_What the exercise asks:_
Write out once more the lines running from the top of the entries below to the line with "use std::time::Duration;", both ends included.

*** Opening of Records for this exercise ***

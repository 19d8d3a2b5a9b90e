//! Structured events emitted during a tee run.
//!
//! The orchestrator does not log through a global logger. It is handed an
//! [`EventSink`] and reports everything that happens through it; the sink
//! decides whether events become log lines, metrics, or test assertions.

use crate::task::TaskState;
use std::fmt;
use std::sync::Arc;
use std::time::Duration;

/// Events emitted by the orchestrator, the tee and consumer tasks.
#[derive(Debug, Clone, PartialEq)]
pub enum TeeEvent {
    /// A run started with the given number of branches.
    RunStarted {
        /// Number of branches.
        branches: usize,
    },

    /// A consumer task began executing.
    ConsumerStarted {
        /// Branch the consumer is bound to.
        branch: usize,
    },

    /// A consumer task reached a terminal state. Its read end is closed.
    ConsumerFinished {
        /// Branch the consumer was bound to.
        branch: usize,
        /// Terminal state.
        state: TaskState,
        /// Error message when the consumer failed.
        error: Option<String>,
    },

    /// A chunk was read from the source and written to every open branch.
    ChunkBroadcast {
        /// Chunk length in bytes.
        bytes: usize,
        /// Number of branches that received it.
        branches: usize,
    },

    /// A branch stopped receiving data while the others continue.
    BranchDetached {
        /// Index of the branch.
        branch: usize,
        /// Why it was detached.
        reason: String,
    },

    /// The source reached end of stream.
    SourceExhausted {
        /// Total bytes read from the source.
        total_bytes: u64,
        /// Number of chunks read.
        chunks: u64,
    },

    /// The drive loop failed and every branch was closed.
    DriveFailed {
        /// The error message.
        message: String,
    },

    /// The run deadline elapsed and every branch was cancelled.
    DeadlineElapsed {
        /// The configured deadline.
        deadline: Duration,
    },

    /// The run finished and every consumer task was joined.
    RunFinished {
        /// Wall-clock time of the whole run.
        elapsed: Duration,
        /// Whether every consumer produced a result.
        succeeded: bool,
    },
}

impl fmt::Display for TeeEvent {
    fn fmt(&self, f: &mut fmt::Formatter<'_>) -> fmt::Result {
        match self {
            TeeEvent::RunStarted { branches } => write!(f, "Run started ({} branches)", branches),
            TeeEvent::ConsumerStarted { branch } => write!(f, "Consumer {} started", branch),
            TeeEvent::ConsumerFinished {
                branch,
                state,
                error,
            } => match error {
                Some(e) => write!(f, "Consumer {} {:?}: {}", branch, state, e),
                None => write!(f, "Consumer {} {:?}", branch, state),
            },
            TeeEvent::ChunkBroadcast { bytes, branches } => {
                write!(f, "Chunk of {} bytes sent to {} branches", bytes, branches)
            }
            TeeEvent::BranchDetached { branch, reason } => {
                write!(f, "Branch {} detached: {}", branch, reason)
            }
            TeeEvent::SourceExhausted {
                total_bytes,
                chunks,
            } => write!(
                f,
                "Source exhausted after {} bytes in {} chunks",
                total_bytes, chunks
            ),
            TeeEvent::DriveFailed { message } => write!(f, "Drive loop failed: {}", message),
            TeeEvent::DeadlineElapsed { deadline } => {
                write!(f, "Deadline of {:?} elapsed", deadline)
            }
            TeeEvent::RunFinished { elapsed, succeeded } => {
                let outcome = if *succeeded { "succeeded" } else { "failed" };
                write!(f, "Run {} in {:?}", outcome, elapsed)
            }
        }
    }
}

/// Receiver of [`TeeEvent`]s.
///
/// Called from the driver thread and from consumer threads, so
/// implementations must be cheap and must not block on the tee itself.
pub trait EventSink: Send + Sync {
    /// Handle one event.
    fn emit(&self, event: &TeeEvent);
}

impl<S: EventSink + ?Sized> EventSink for Arc<S> {
    fn emit(&self, event: &TeeEvent) {
        (**self).emit(event)
    }
}

/// A sink that discards every event.
#[derive(Debug, Clone, Copy, Default)]
pub struct NullSink;

impl EventSink for NullSink {
    fn emit(&self, _event: &TeeEvent) {}
}

/// Forwards every event to several sinks, in order.
#[derive(Clone, Default)]
pub struct FanoutSink {
    sinks: Vec<Arc<dyn EventSink>>,
}

impl FanoutSink {
    /// An empty fanout.
    pub fn new() -> Self {
        Self::default()
    }

    /// Add a sink.
    pub fn with(mut self, sink: impl EventSink + 'static) -> Self {
        self.sinks.push(Arc::new(sink));
        self
    }

    /// Number of sinks.
    pub fn len(&self) -> usize {
        self.sinks.len()
    }

    /// Whether no sinks are attached.
    pub fn is_empty(&self) -> bool {
        self.sinks.is_empty()
    }
}

impl EventSink for FanoutSink {
    fn emit(&self, event: &TeeEvent) {
        for sink in &self.sinks {
            sink.emit(event);
        }
    }
}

*** Close of Records for this exercise ***

_Your solution:_
repository 19d8d3a2b5a9b90e
//! Structured events emitted during a tee run.
//!
//! The orchestrator does not log through a global logger. It is handed an
//! [`EventSink`] and reports everything that happens through it; the sink
//! decides whether events become log lines, metrics, or test assertions.

use crate::task::TaskState;
use std::fmt;
use std::sync::Arc;
use std::time::Duration;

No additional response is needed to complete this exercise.